"Parece que está mais difícil acreditar em qualquer coisa"
Por causa dos meus planos nem tão corretos para o final de semana, passei a sexta-feira e o sábado adiantando todo o meu dever de casa. Terminei meu trabalho de Filosofia, de Português e ainda consegui estudar para a prova de Matemática de segunda-feira. Eu simplesmente acho que sou assustadora demais para o pessoal me chamar de cê-dê-efe, porque eu preencho todos os requisitos.
Cheguei até mesmo a surpreender meu pai. Ele entrou no meu quarto na sexta-feira à noite – sem bater, claro, pra não perder o costume – pronto para me mandar ir estudar. Mas ficou me olhando escrever a conclusão do meu trabalho de Português. Olhei para ele, esperando que dissesse alguma coisa, mas ele apenas sorriu sutilmente e saiu do quarto, parecendo satisfeito.
Foi ótimo que ele não tivesse entrado, caso contrário teria achado uma coisa que o Oliver achou no dia seguinte, quando fazíamos a maquete de uma sociedade futurista para a aula de Sociologia.
— Quem é Rafael? – Ele perguntou, curioso.
Um prédio em miniatura escorregou da minha mão. Encarei-o, sobressaltada.

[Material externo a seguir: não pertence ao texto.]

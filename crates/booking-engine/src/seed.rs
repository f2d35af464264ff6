//! Sample cars and bookings for trying the engine out.

use chrono::{NaiveDate, NaiveDateTime, NaiveTime, Weekday};
use uuid::Uuid;

use crate::model::{BookingDefinition, Car, RepeatOption, WeekdayMask};
use crate::store::Snapshot;

pub fn cars() -> Vec<Car> {
    [("Toyota", "Corolla"), ("Honda", "Civic"), ("Ford", "Focus")]
        .into_iter()
        .map(|(make, model)| Car {
            id: Uuid::new_v4(),
            make: make.to_string(),
            model: model.to_string(),
        })
        .collect()
}

struct Sample {
    car: usize,
    start: (i32, u32, u32),
    hours: ((u32, u32), (u32, u32)),
    repeat: RepeatOption,
    until: Option<(i32, u32, u32)>,
    weekday: Option<Weekday>,
}

const SAMPLES: [Sample; 6] = [
    Sample {
        car: 0,
        start: (2025, 2, 5),
        hours: ((10, 0), (12, 0)),
        repeat: RepeatOption::NoRepeat,
        until: None,
        weekday: None,
    },
    Sample {
        car: 1,
        start: (2025, 2, 10),
        hours: ((14, 0), (16, 0)),
        repeat: RepeatOption::Daily,
        until: Some((2025, 2, 20)),
        weekday: None,
    },
    Sample {
        car: 2,
        start: (2025, 2, 15),
        hours: ((9, 0), (10, 30)),
        repeat: RepeatOption::Weekly,
        until: Some((2025, 3, 31)),
        weekday: Some(Weekday::Mon),
    },
    Sample {
        car: 0,
        start: (2025, 3, 1),
        hours: ((11, 0), (13, 0)),
        repeat: RepeatOption::NoRepeat,
        until: None,
        weekday: None,
    },
    Sample {
        car: 1,
        start: (2025, 3, 7),
        hours: ((8, 0), (10, 0)),
        repeat: RepeatOption::Weekly,
        until: Some((2025, 3, 28)),
        weekday: Some(Weekday::Fri),
    },
    Sample {
        car: 2,
        start: (2025, 3, 15),
        hours: ((15, 0), (17, 0)),
        repeat: RepeatOption::Daily,
        until: Some((2025, 3, 20)),
        weekday: None,
    },
];

fn date((y, m, d): (i32, u32, u32)) -> Option<NaiveDate> {
    NaiveDate::from_ymd_opt(y, m, d)
}

fn time((h, m): (u32, u32)) -> Option<NaiveTime> {
    NaiveTime::from_hms_opt(h, m, 0)
}

/// Sample bookings spread over `cars`, which must hold at least three cars.
pub fn bookings(cars: &[Car], requested_on: NaiveDateTime) -> Vec<BookingDefinition> {
    SAMPLES
        .iter()
        .filter_map(|s| {
            Some(BookingDefinition {
                id: Uuid::new_v4(),
                resource_id: cars.get(s.car)?.id,
                start_date: date(s.start)?,
                start_time: time(s.hours.0)?,
                end_time: time(s.hours.1)?,
                repeat_option: s.repeat,
                repeat_until: s.until.and_then(date),
                weekday_mask: s.weekday.map(|day| WeekdayMask::EMPTY.with(day)),
                requested_on,
                series_id: None,
            })
        })
        .collect()
}

/// A store snapshot holding the sample cars and bookings.
pub fn snapshot(requested_on: NaiveDateTime) -> Snapshot {
    let cars = cars();
    let bookings = bookings(&cars, requested_on);
    Snapshot { cars, bookings }
}

#[cfg(test)]
mod tests {
    use super::*;

    #[test]
    fn sample_set_is_complete() {
        let snapshot = snapshot(NaiveDateTime::default());
        assert_eq!(snapshot.cars.len(), 3);
        assert_eq!(snapshot.bookings.len(), 6);
        assert!(snapshot.bookings.iter().all(|b| b.start_time < b.end_time));
    }

    #[test]
    fn too_few_cars_drops_their_bookings() {
        let cars = cars();
        let bookings = bookings(&cars[..1], NaiveDateTime::default());
        assert_eq!(bookings.len(), 2);
    }
}
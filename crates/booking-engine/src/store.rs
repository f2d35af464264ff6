//! Storage boundary for cars and booking definitions.
//!
//! The engine only needs plain records in and out, so storage is a small trait.
//! [`MemoryStore`] keeps everything in a [`Snapshot`] that round-trips through
//! JSON, which is what the CLI persists between runs.

use serde::{Deserialize, Serialize};
use uuid::Uuid;

use crate::error::{BookingError, Result};
use crate::model::{BookingDefinition, Car};

/// Repository of cars and booking definitions.
pub trait BookingStore {
    /// All definitions, or only those for `resource_id` when given.
    fn bookings(&self, resource_id: Option<Uuid>) -> Result<Vec<BookingDefinition>>;

    fn booking(&self, id: Uuid) -> Result<Option<BookingDefinition>>;

    /// Persist new definitions. Either all are stored or none.
    fn insert(&mut self, definitions: Vec<BookingDefinition>) -> Result<()>;

    /// Replace the stored definition with the same id.
    fn update(&mut self, definition: BookingDefinition) -> Result<()>;

    fn cars(&self) -> Result<Vec<Car>>;

    fn car(&self, id: Uuid) -> Result<Option<Car>>;
}

/// Serializable contents of a store.
#[derive(Debug, Clone, Default, PartialEq, Serialize, Deserialize)]
pub struct Snapshot {
    #[serde(default)]
    pub cars: Vec<Car>,
    #[serde(default)]
    pub bookings: Vec<BookingDefinition>,
}

impl Snapshot {
    pub fn from_json(json: &str) -> Result<Self> {
        Ok(serde_json::from_str(json)?)
    }

    pub fn to_json(&self) -> Result<String> {
        Ok(serde_json::to_string_pretty(self)?)
    }

    pub fn is_empty(&self) -> bool {
        self.cars.is_empty() && self.bookings.is_empty()
    }
}

/// In-memory store backed by a [`Snapshot`].
#[derive(Debug, Clone, Default)]
pub struct MemoryStore {
    snapshot: Snapshot,
}

impl MemoryStore {
    pub fn new() -> Self {
        Self::default()
    }

    pub fn from_snapshot(snapshot: Snapshot) -> Self {
        MemoryStore { snapshot }
    }

    pub fn snapshot(&self) -> &Snapshot {
        &self.snapshot
    }

    pub fn into_snapshot(self) -> Snapshot {
        self.snapshot
    }

    pub fn add_car(&mut self, car: Car) {
        self.snapshot.cars.push(car);
    }
}

impl BookingStore for MemoryStore {
    fn bookings(&self, resource_id: Option<Uuid>) -> Result<Vec<BookingDefinition>> {
        Ok(self
            .snapshot
            .bookings
            .iter()
            .filter(|b| resource_id.is_none_or(|id| b.resource_id == id))
            .cloned()
            .collect())
    }

    fn booking(&self, id: Uuid) -> Result<Option<BookingDefinition>> {
        Ok(self.snapshot.bookings.iter().find(|b| b.id == id).cloned())
    }

    fn insert(&mut self, definitions: Vec<BookingDefinition>) -> Result<()> {
        let clash = definitions.iter().enumerate().find(|(i, d)| {
            self.snapshot.bookings.iter().any(|b| b.id == d.id)
                || definitions[..*i].iter().any(|b| b.id == d.id)
        });
        if let Some((_, duplicate)) = clash {
            return Err(BookingError::Storage(format!(
                "duplicate booking id {}",
                duplicate.id
            )));
        }

        self.snapshot.bookings.extend(definitions);
        Ok(())
    }

    fn update(&mut self, definition: BookingDefinition) -> Result<()> {
        let slot = self
            .snapshot
            .bookings
            .iter_mut()
            .find(|b| b.id == definition.id)
            .ok_or_else(|| {
                BookingError::Storage(format!("no stored booking with id {}", definition.id))
            })?;
        *slot = definition;
        Ok(())
    }

    fn cars(&self) -> Result<Vec<Car>> {
        Ok(self.snapshot.cars.clone())
    }

    fn car(&self, id: Uuid) -> Result<Option<Car>> {
        Ok(self.snapshot.cars.iter().find(|c| c.id == id).cloned())
    }
}
use booking_engine::{
    build_calendar, find_conflict, seed, BookingDefinition, DateWindow, RepeatOption,
    UnboundedHorizon,
};
use chrono::{Duration, NaiveDate, NaiveDateTime};
use criterion::{criterion_group, criterion_main, Criterion};
use std::hint::black_box;

fn fleet(copies: usize) -> Vec<BookingDefinition> {
    let snapshot = seed::snapshot(NaiveDateTime::default());
    (0..copies)
        .flat_map(|_| seed::bookings(&snapshot.cars, NaiveDateTime::default()))
        .collect()
}

fn bench_calendar(c: &mut Criterion) {
    let definitions = fleet(100);
    let window = DateWindow::new(
        NaiveDate::from_ymd_opt(2025, 1, 1).unwrap(),
        NaiveDate::from_ymd_opt(2025, 6, 30).unwrap(),
    )
    .unwrap();

    c.bench_function("calendar_600_definitions_half_year", |b| {
        b.iter(|| build_calendar(black_box(&definitions), window, UnboundedHorizon::default()))
    });
}

fn bench_conflict(c: &mut Criterion) {
    let existing = fleet(50);
    let start = NaiveDate::from_ymd_opt(2025, 1, 1).unwrap();
    let mut candidate = existing[0].clone();
    candidate.start_date = start;
    candidate.repeat_option = RepeatOption::Daily;
    candidate.repeat_until = Some(start + Duration::days(30));
    candidate.start_time = chrono::NaiveTime::from_hms_opt(20, 0, 0).unwrap();
    candidate.end_time = chrono::NaiveTime::from_hms_opt(21, 0, 0).unwrap();

    c.bench_function("conflict_daily_month_no_hit", |b| {
        b.iter(|| find_conflict(black_box(&candidate), black_box(&existing), None))
    });
}

criterion_group!(benches, bench_calendar, bench_conflict);
criterion_main!(benches);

— O quê?! – Eu não lembrava de ter falado para ele sobre o Rafael. Provavelmente era a única coisa em muito tempo que eu não contava para ele.
— Quem é Rafael? – Ele repetiu, agora mudando o tom para malicioso ao ver meu choque.
Ele apontou para o meu mural, para o post it que o Rafael havia colado ali no outro dia. Eu havia esquecido completamente daquilo. Agora, eu me levantei e fui até lá ver o que era. Ele havia anotado o nome dele e um número de telefone em uma caligrafia fluida e clara – chegava a ser bonita demais para um garoto. Ele havia mesmo me dado o número do telefone dele. Eu sorri sutilmente.
— E aí? – Ele insistiu.
— Ninguém.
— Ninguém? – Ele pareceu aborrecido – "Ninguém" não sai por aí dando números de telefone. Anda, desembucha.
— Para com isso. Ele é só um sombrio.
— E desde quando vocês andam batendo um papinho pelo WhatsApp nas horas vagas? Eu achei que vocês eram, tipo assim, inimigos mortais.
— E somos.
Enquanto eu tirava o post it do mural e salvava o número na agenda do celular, eu suspirei cansada e contei para ele sobre o meu acordo com o Rafael. Contei tudo que vinha acontecendo. Tudo sobre tudo. Exceto o sobre meu assédio sexual ao Rafael na outra vez – isso era humilhante demais para eu contar a qualquer pessoa.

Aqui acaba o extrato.